Friday, October 19, 2012

Genetics does too have something to do with it

The Washington Post has this thing about family names and status:
How your last name will doom your descendants centuries from now
You can tell by title that Dylan Matthews is thinking of a long, slow, descent into low class living for any of his descendants.  There is a particularly bad assumption lurking in this piece:
Clark and Cummins note that their estimates suggest that family background has a much bigger impact on social status than previous studies have found. Another is that genetics likely has little to do with those results. Clark and Cummins studied surnames across eight generations. So, two people with the same surname in 1800 and 2011 would only share 0.58= 0.4 percent of their DNA.
For the bulk of those years, 1800 onto about 1960, reasonable people thought about marrying people with good breeding.  This is because, before the widespread use of contraception, people generally had harsh cold reality intruding upon their idiotic fantasies.  Sex would result in children, and the bad boy on the block wasn't going to provide.  So, smart women made more accurate calculations.  They did not have DNA testing, but there was a general sense of what made for good breeding, and it is in this way that genetics matters.
Within every single generation, with the decision about who to marry, genetics mattered.

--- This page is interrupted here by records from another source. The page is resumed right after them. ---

use crate::relations::RelationType;
use rusqlite::types::{FromSql, FromSqlError, FromSqlResult, ToSql, ToSqlOutput, ValueRef};
use serde::{Deserialize, Serialize};
use std::collections::BTreeMap;

// --- Part of Speech ---

#[derive(Debug, Clone, Copy, PartialEq, Eq, PartialOrd, Ord, Hash, Serialize, Deserialize)]
#[serde(rename_all = "lowercase")]
pub enum PartOfSpeech {
    N, // Noun
    V, // Verb
    A, // Adjective
    S, // Adjective Satellite
    R, // Adverb
}

impl PartOfSpeech {
    /// Order in which data files are imported.
    pub const IMPORT_ORDER: [PartOfSpeech; 4] =
        [PartOfSpeech::N, PartOfSpeech::V, PartOfSpeech::A, PartOfSpeech::R];

    /// Parses the single-letter `ss_type` / `pos` field of a WNDB line.
    pub fn from_symbol(symbol: &str) -> Option<Self> {
        match symbol {
            "n" => Some(PartOfSpeech::N),
            "v" => Some(PartOfSpeech::V),
            "a" => Some(PartOfSpeech::A),
            "s" => Some(PartOfSpeech::S),
            "r" => Some(PartOfSpeech::R),
            _ => None,
        }
    }

    pub fn as_str(self) -> &'static str {
        match self {
            PartOfSpeech::N => "n",
            PartOfSpeech::V => "v",
            PartOfSpeech::A => "a",
            PartOfSpeech::S => "s",
            PartOfSpeech::R => "r",
        }
    }

    /// File name suffix shared by `index.*` and `data.*`. Satellites live in the adjective files.
    pub fn file_suffix(self) -> &'static str {
        match self {
            PartOfSpeech::N => "noun",
            PartOfSpeech::V => "verb",
            PartOfSpeech::A | PartOfSpeech::S => "adj",
            PartOfSpeech::R => "adv",
        }
    }

    pub fn data_file(self) -> String {
        format!("data.{}", self.file_suffix())
    }

    pub fn index_file(self) -> String {
        format!("index.{}", self.file_suffix())
    }
}

// Implement Display for PartOfSpeech for easier printing
impl std::fmt::Display for PartOfSpeech {
    fn fmt(&self, f: &mut std::fmt::Formatter<'_>) -> std::fmt::Result {
        write!(
            f,
            "{}",
            match self {
                PartOfSpeech::N => "noun",
                PartOfSpeech::V => "verb",
                PartOfSpeech::A => "adjective",
                PartOfSpeech::S => "adjective satellite",
                PartOfSpeech::R => "adverb",
            }
        )
    }
}

impl ToSql for PartOfSpeech {
    fn to_sql(&self) -> rusqlite::Result<ToSqlOutput<'_>> {
        Ok(ToSqlOutput::from(self.as_str()))
    }
}

impl FromSql for PartOfSpeech {
    fn column_result(value: ValueRef<'_>) -> FromSqlResult<Self> {
        let text = value.as_str()?;
        PartOfSpeech::from_symbol(text).ok_or_else(|| {
            FromSqlError::Other(format!("Invalid PartOfSpeech string in DB: {}", text).into())
        })
    }
}

// --- Parsed source records ---

/// One synset as read from a `data.*` line.
#[derive(Debug, Clone, PartialEq, Eq)]
pub struct SenseRecord {
    /// Byte offset of the line in its data file, kept verbatim.
    pub offset: String,
    pub pos: PartOfSpeech,
    pub definition: String,
    pub examples: Vec<String>,
    /// Normalized member lemmas, in file order, without duplicates.
    pub lemmas: Vec<String>,
    /// Target offsets per relation type, in pointer order, without duplicates.
    pub relations: BTreeMap<RelationType, Vec<String>>,
}

/// One lemma as read from an `index.*` line.
#[derive(Debug, Clone, PartialEq, Eq)]
pub struct IndexEntry {
    pub lemma: String,
    pub pos: PartOfSpeech,
}

// --- Query payloads ---

#[derive(Debug, Clone, PartialEq, Eq, Serialize, Deserialize)]
pub struct LemmaEntry {
    pub offset: String,
    pub pos: PartOfSpeech,
    pub definition: String,
    pub examples: Vec<String>,
    pub synonyms: Vec<String>,
    pub antonyms: Vec<String>,
}

#[derive(Debug, Clone, PartialEq, Eq, Serialize, Deserialize)]
pub struct SynonymEntry {
    pub offset: String,
    pub pos: PartOfSpeech,
    pub synonyms: Vec<String>,
}

#[derive(Debug, Clone, PartialEq, Eq, Serialize, Deserialize)]
pub struct AntonymEntry {
    pub offset: String,
    pub pos: PartOfSpeech,
    pub antonyms: Vec<String>,
}

/// Lemmas reached from one synset through a single relation type.
#[derive(Debug, Clone, PartialEq, Eq, Serialize, Deserialize)]
pub struct RelatedEntry {
    pub offset: String,
    pub pos: PartOfSpeech,
    pub lemmas: Vec<String>,
}
//! Command-line interface for the WordNet dictionary.
//!
//! Imports a WNDB dictionary into SQLite, serves the HTTP API and looks up
//! words from the terminal.

use clap::{Parser, Subcommand};
use colored::*;
use indicatif::{MultiProgress, ProgressBar, ProgressStyle};
use log::{LevelFilter, debug, error, info, warn};
use std::collections::HashMap;
use std::io::Write;
use std::path::{Path, PathBuf};
use std::sync::{Arc, Mutex};
use std::time::{Duration, Instant};
use tokio::net::TcpListener;
use wordnet_dict::{
    ImportOptions, Importer, IndexWordImporter, PartOfSpeech, QueryService, RelationType, Store,
    SynsetImporter, WnError,
    config::{self, ServeConfig},
    data, db,
    error::Result,
    http,
    progress::{ProgressCallback, ProgressUpdate},
};

#[derive(Parser, Debug)]
#[command(author, version, about = "WordNet dictionary importer and API server", long_about = None)]
struct Cli {
    #[command(subcommand)]
    command: Commands,

    /// Path to the SQLite database file (defaults to the user data directory)
    #[arg(long, global = true, env = "WNDICT_DB_PATH")]
    db_path: Option<PathBuf>,

    /// Set verbosity level (use -v, -vv, or -vvv for increasing verbosity)
    #[arg(short, long, global = true, action = clap::ArgAction::Count)]
    verbose: u8,
}

#[derive(Subcommand, Debug)]
enum Commands {
    /// Import synsets from the data.* files
    Import {
        /// Directory holding the WNDB index.* and data.* files
        #[arg(long)]
        dict_dir: Option<PathBuf>,
        /// Stop after this many records
        #[arg(long, value_parser = clap::value_parser!(u64).range(1..))]
        limit: Option<u64>,
        /// Records per transaction
        #[arg(long, default_value_t = wordnet_dict::DEFAULT_BATCH_SIZE as u64,
              value_parser = clap::value_parser!(u64).range(1..))]
        batch_size: u64,
    },
    /// Import every lemma of the index.* files as a word
    ImportWords {
        #[arg(long)]
        dict_dir: Option<PathBuf>,
    },
    /// Serve the HTTP API
    Serve {
        #[arg(short = 'H', long, env = "HOST", default_value = config::DEFAULT_HOST)]
        host: String,
        #[arg(short, long, env = "PORT", default_value_t = config::DEFAULT_PORT)]
        port: u16,
    },
    /// Define a word
    Define {
        /// The word to define
        word: String,
    },
    /// List the lemmas a word reaches through one relation type
    Related {
        word: String,
        /// Relation label (e.g. "Hypernym", "Also See") or pointer symbol (e.g. "@", "~i")
        #[arg(short, long, default_value = "Hypernym")]
        relation: RelationType,
    },
    /// Download and extract a zipped WNDB dictionary
    Download {
        /// URL of a zip archive containing the WNDB files
        #[arg(long, env = "WNDICT_DOWNLOAD_URL")]
        url: String,
        #[arg(long)]
        dict_dir: Option<PathBuf>,
    },
    /// Delete the database file
    ClearDb,
}

/// Sets up logging based on verbosity level. `RUST_LOG` takes precedence.
fn setup_logging(verbose: u8) {
    let log_level = match verbose {
        0 => LevelFilter::Warn,
        1 => LevelFilter::Info,
        2 => LevelFilter::Debug,
        _ => LevelFilter::Trace,
    };

    env_logger::Builder::new()
        .filter(None, log_level)
        .parse_default_env()
        .format(|buf, record| writeln!(buf, "[{}] {}", record.level(), record.args()))
        .init();
}

type ProgressBars = Arc<Mutex<HashMap<String, ProgressBar>>>;

/// Creates a progress callback for displaying download and import progress.
fn create_progress_callback(
    multi_progress: MultiProgress,
    progress_bars: ProgressBars,
) -> ProgressCallback {
    Box::new(move |update: ProgressUpdate| {
        let Ok(mut bars) = progress_bars.lock() else {
            return;
        };

        if update.current_item == 0 && !bars.contains_key(&update.stage_description) {
            let pb = multi_progress.add(ProgressBar::new(update.total_items.unwrap_or(0)));
            let style_template = if update.total_items.is_some() {
                "{prefix:>12.cyan.bold} [{elapsed_precise}] {bar:40.cyan/blue} {pos:>7}/{len:7} ({percent}%) {msg}"
            } else {
                "{prefix:>12.cyan.bold} [{elapsed_precise}] {spinner} {pos} {msg}"
            };

            pb.set_style(
                ProgressStyle::default_bar()
                    .template(style_template)
                    .unwrap_or_else(|_| ProgressStyle::default_bar())
                    .progress_chars("##-"),
            );
            pb.set_prefix(update.stage_description.clone());
            pb.set_message(update.message.unwrap_or_default());
            pb.enable_steady_tick(Duration::from_millis(100));
            bars.insert(update.stage_description, pb);
        } else if let Some(pb) = bars.get(&update.stage_description) {
            pb.set_position(update.current_item);
            if let Some(msg) = update.message {
                pb.set_message(msg);
            }
            if let Some(total) = update.total_items {
                if update.current_item >= total {
                    pb.finish_and_clear();
                }
            }
        }
    })
}

fn clear_progress(progress_bars: &ProgressBars) {
    if let Ok(bars) = progress_bars.lock() {
        for pb in bars.values() {
            pb.finish_and_clear();
        }
    }
    std::io::stdout().flush().ok();
}

/// Main entry point for the CLI application.
#[tokio::main]
async fn main() {
    let cli = Cli::parse();
    setup_logging(cli.verbose);

    if let Err(e) = run(cli).await {
        error!("Command failed: {}", e);
        eprintln!("{}", format!("Error: {}", e).red());
        std::process::exit(1);
    }
}

async fn run(cli: Cli) -> Result<()> {
    let db_path = config::resolve_db_path(cli.db_path.as_deref())?;

    match cli.command {
        Commands::Import {
            dict_dir,
            limit,
            batch_size,
        } => {
            let dict_dir = config::resolve_dict_dir(dict_dir.as_deref())?;
            let options = ImportOptions {
                batch_size: usize::try_from(batch_size)
                    .map_err(|_| WnError::InvalidArgument("batch size too large".to_string()))?,
                limit,
            };
            handle_import(&db_path, dict_dir, options).await
        }
        Commands::ImportWords { dict_dir } => {
            let dict_dir = config::resolve_dict_dir(dict_dir.as_deref())?;
            handle_import_words(&db_path, dict_dir).await
        }
        Commands::Serve { host, port } => {
            let serve = ServeConfig { host, port };
            let addr = serve.socket_addr()?;
            let store = Store::open(&db_path)?;
            let listener = TcpListener::bind(addr).await?;
            http::serve(listener, QueryService::new(store)).await
        }
        Commands::Define { word } => {
            let store = Store::open(&db_path)?;
            handle_define(&QueryService::new(store), &word).await
        }
        Commands::Related { word, relation } => {
            let store = Store::open(&db_path)?;
            handle_related(&QueryService::new(store), &word, relation).await
        }
        Commands::Download { url, dict_dir } => {
            let dict_dir = config::resolve_dict_dir(dict_dir.as_deref())?;
            handle_download(&url, dict_dir).await
        }
        Commands::ClearDb => {
            info!("Clearing database...");
            if db::remove_database_file(&db_path)? {
                println!("{}", "Database cleared successfully.".green());
            } else {
                println!(
                    "{}",
                    format!("No database found at {}.", db_path.display()).yellow()
                );
            }
            Ok(())
        }
    }
}

async fn handle_import(db_path: &Path, dict_dir: PathBuf, options: ImportOptions) -> Result<()> {
    let missing = data::missing_dictionary_files(&dict_dir);
    if !missing.is_empty() {
        warn!("{} is missing {}", dict_dir.display(), missing.join(", "));
    }

    let store = Store::open(db_path)?;
    let multi_progress = MultiProgress::new();
    let progress_bars: ProgressBars = Arc::new(Mutex::new(HashMap::new()));
    let callback = create_progress_callback(multi_progress.clone(), progress_bars.clone());

    let importer = SynsetImporter::new(store, dict_dir, options).with_progress(callback);
    info!("Running importer '{}'", importer.name());
    let result = importer.run().await;
    clear_progress(&progress_bars);

    let summary = result?;
    println!(
        "{}",
        format!(
            "Imported {} synsets in {} batches ({} lines skipped).",
            summary.processed, summary.flushes, summary.skipped
        )
        .green()
    );
    Ok(())
}

async fn handle_import_words(db_path: &Path, dict_dir: PathBuf) -> Result<()> {
    let store = Store::open(db_path)?;
    let multi_progress = MultiProgress::new();
    let progress_bars: ProgressBars = Arc::new(Mutex::new(HashMap::new()));
    let callback = create_progress_callback(multi_progress.clone(), progress_bars.clone());

    let importer = IndexWordImporter::new(store, dict_dir).with_progress(callback);
    info!("Running importer '{}'", importer.name());
    let result = importer.run().await;
    clear_progress(&progress_bars);

    let summary = result?;
    println!(
        "{}",
        format!(
            "Read {} index lemmas, {} new words.",
            summary.processed, summary.totals.words_inserted
        )
        .green()
    );
    Ok(())
}

async fn handle_download(url: &str, dict_dir: PathBuf) -> Result<()> {
    let multi_progress = MultiProgress::new();
    let progress_bars: ProgressBars = Arc::new(Mutex::new(HashMap::new()));
    let callback = create_progress_callback(multi_progress.clone(), progress_bars.clone());

    let result = data::download_dictionary(url, &dict_dir, Some(callback)).await;
    clear_progress(&progress_bars);

    let written = result?;
    println!(
        "{}",
        format!(
            "Extracted {} dictionary files into {}.",
            written.len(),
            dict_dir.display()
        )
        .green()
    );
    Ok(())
}

/// Handles the define command by looking up and displaying word definitions.
async fn handle_define(query: &QueryService, word: &str) -> Result<()> {
    info!("Defining word: '{}'", word);
    let start_lookup = Instant::now();
    let entries = match query.definitions_for(word).await {
        Ok(entries) => entries,
        Err(WnError::LemmaNotFound(_)) => {
            println!("No definitions found for '{}'.", word.yellow());
            return Ok(());
        }
        Err(e) => return Err(e),
    };
    let hypernyms: HashMap<(String, PartOfSpeech), Vec<String>> = query
        .related_for(word, RelationType::Hypernym)
        .await?
        .into_iter()
        .map(|entry| ((entry.offset, entry.pos), entry.lemmas))
        .collect();
    debug!("Lookup for '{}' took: {:?}", word, start_lookup.elapsed());

    let lemma = wordnet_dict::normalize_lemma(word).unwrap_or_else(|| word.to_string());
    println!("\n{}", lemma.bold().cyan());

    for (counter, entry) in entries.iter().enumerate() {
        println!(
            "  {} {} {}",
            format!("{}:", counter + 1).bold(),
            format!("({})", entry.pos).italic(),
            entry.definition
        );
        for example in &entry.examples {
            println!("        {}", format!("\"{}\"", example).italic());
        }
        print_lemmas("Synonyms", &entry.synonyms);
        print_lemmas("Antonyms", &entry.antonyms);
        if let Some(related) = hypernyms.get(&(entry.offset.clone(), entry.pos)) {
            print_lemmas("Hypernyms", related);
        }
    }
    println!();
    Ok(())
}

async fn handle_related(query: &QueryService, word: &str, relation: RelationType) -> Result<()> {
    let entries = match query.related_for(word, relation).await {
        Ok(entries) => entries,
        Err(WnError::LemmaNotFound(_)) => {
            println!("No definitions found for '{}'.", word.yellow());
            return Ok(());
        }
        Err(e) => return Err(e),
    };

    println!(
        "\n{} {}",
        word.bold().cyan(),
        format!("{} ({})", relation, relation.symbol()).italic()
    );
    let mut found = false;
    for entry in entries.iter().filter(|e| !e.lemmas.is_empty()) {
        found = true;
        println!(
            "  {} {}",
            format!("{} ({})", entry.offset, entry.pos).bold(),
            entry.lemmas.join(", ").green()
        );
    }
    if !found {
        println!("  none");
    }
    println!();
    Ok(())
}

fn print_lemmas(label: &str, lemmas: &[String]) {
    if !lemmas.is_empty() {
        println!("        {}: {}", label.magenta(), lemmas.join(", ").green());
    }
}
//! Lazy line reading for large dictionary files.

use crate::error::{Result, WnError};
use futures::Stream;
use std::io;
use std::path::{Path, PathBuf};
use tokio::fs::File;
use tokio::io::{AsyncBufReadExt, BufReader};

const READ_BUFFER_SIZE: usize = 64 * 1024;

/// A file that can be read line by line any number of times.
///
/// Each call to [`LineSource::open`] starts a fresh pass from the beginning;
/// passes never share a cursor.
#[derive(Debug, Clone)]
pub struct LineSource {
    path: PathBuf,
}

impl LineSource {
    pub fn new(path: impl Into<PathBuf>) -> Self {
        LineSource { path: path.into() }
    }

    pub fn path(&self) -> &Path {
        &self.path
    }

    /// Opens a new pass over the file.
    pub async fn open(&self) -> Result<Lines> {
        let file = File::open(&self.path).await.map_err(|e| match e.kind() {
            io::ErrorKind::NotFound => WnError::DataFileNotFound(self.path.display().to_string()),
            _ => WnError::Io(e),
        })?;
        Ok(Lines {
            inner: BufReader::with_capacity(READ_BUFFER_SIZE, file).lines(),
            path: self.path.clone(),
            line_number: 0,
        })
    }
}

/// One pass over a [`LineSource`]. Finite and not restartable.
pub struct Lines {
    inner: tokio::io::Lines<BufReader<File>>,
    path: PathBuf,
    line_number: usize,
}

impl Lines {
    /// Returns the next line without its terminator, or `None` at end of file.
    pub async fn next_line(&mut self) -> Result<Option<String>> {
        match self.inner.next_line().await {
            Ok(Some(line)) => {
                self.line_number += 1;
                Ok(Some(line))
            }
            Ok(None) => Ok(None),
            Err(e) if e.kind() == io::ErrorKind::InvalidData => Err(WnError::Decode {
                path: self.path.display().to_string(),
                line: self.line_number + 1,
            }),
            Err(e) => Err(WnError::Io(e)),
        }
    }

    /// 1-based number of the line most recently returned.
    pub fn line_number(&self) -> usize {
        self.line_number
    }

    pub fn path(&self) -> &Path {
        &self.path
    }

    pub fn into_stream(self) -> impl Stream<Item = Result<String>> {
        futures::stream::try_unfold(self, |mut lines| async move {
            Ok(lines.next_line().await?.map(|line| (line, lines)))
        })
    }
}

#[cfg(test)]
mod tests {
    use super::*;
    use futures::TryStreamExt;
    use tempfile::tempdir;

    #[tokio::test]
    async fn reads_all_lines_including_unterminated_tail() {
        let dir = tempdir().unwrap();
        let path = dir.path().join("data.noun");
        std::fs::write(&path, "first\r\nsecond\nthird").unwrap();

        let mut lines = LineSource::new(&path).open().await.unwrap();
        let mut seen = Vec::new();
        while let Some(line) = lines.next_line().await.unwrap() {
            seen.push(line);
        }
        assert_eq!(seen, vec!["first", "second", "third"]);
        assert_eq!(lines.line_number(), 3);
    }

    #[tokio::test]
    async fn each_open_restarts_from_the_beginning() {
        let dir = tempdir().unwrap();
        let path = dir.path().join("index.verb");
        std::fs::write(&path, "a\nb\n").unwrap();
        let source = LineSource::new(&path);

        let mut first = source.open().await.unwrap();
        assert_eq!(first.next_line().await.unwrap().as_deref(), Some("a"));

        let all: Vec<String> = source.open().await.unwrap().into_stream().try_collect().await.unwrap();
        assert_eq!(all, vec!["a", "b"]);
        assert_eq!(first.next_line().await.unwrap().as_deref(), Some("b"));
    }

    #[tokio::test]
    async fn invalid_utf8_reports_line_number() {
        let dir = tempdir().unwrap();
        let path = dir.path().join("data.adv");
        std::fs::write(&path, b"ok\n\xff\xfe broken\n").unwrap();

        let mut lines = LineSource::new(&path).open().await.unwrap();
        assert!(lines.next_line().await.unwrap().is_some());
        match lines.next_line().await {
            Err(WnError::Decode { line, .. }) => assert_eq!(line, 2),
            other => panic!("expected decode error, got {:?}", other),
        }
    }

    #[tokio::test]
    async fn missing_file_is_reported() {
        let dir = tempdir().unwrap();
        let result = LineSource::new(dir.path().join("data.noun")).open().await;
        assert!(matches!(result, Err(WnError::DataFileNotFound(_))));
    }
}
//! WordNet dictionary: WNDB ingestion into SQLite plus lemma queries over
//! a library API, an HTTP JSON API and a CLI.

// Declare modules
pub mod config;
pub mod data;
pub mod db;
pub mod error;
pub mod http;
pub mod ingest;
pub mod lines;
pub mod models;
pub mod parse;
pub mod progress;
pub mod query;
pub mod relations;

// Re-export key types for easier use
pub use db::{FlushStats, RowCounts, Store};
pub use error::{Result, WnError};
pub use ingest::{
    DEFAULT_BATCH_SIZE, ImportOptions, ImportSummary, Importer, IndexWordImporter, SynsetImporter,
};
pub use models::{
    AntonymEntry, IndexEntry, LemmaEntry, PartOfSpeech, RelatedEntry, SenseRecord, SynonymEntry,
};
pub use parse::normalize_lemma;
pub use query::QueryService;
pub use relations::RelationType;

Since there was no test, they used signals that would function as proxies- indeed a prominent family name may well be a just such a signal.

So, it doesn't matter that "two people with the same surname in 1800 and 2011 would only share 0.58= 0.4 percent of their DNA" what matters is whether or not the genetic line improved.  I suspect, though, a certain level of prosperity functions similarly to the pill, and allows for more fantasy, which would be why many elite names eventually fall.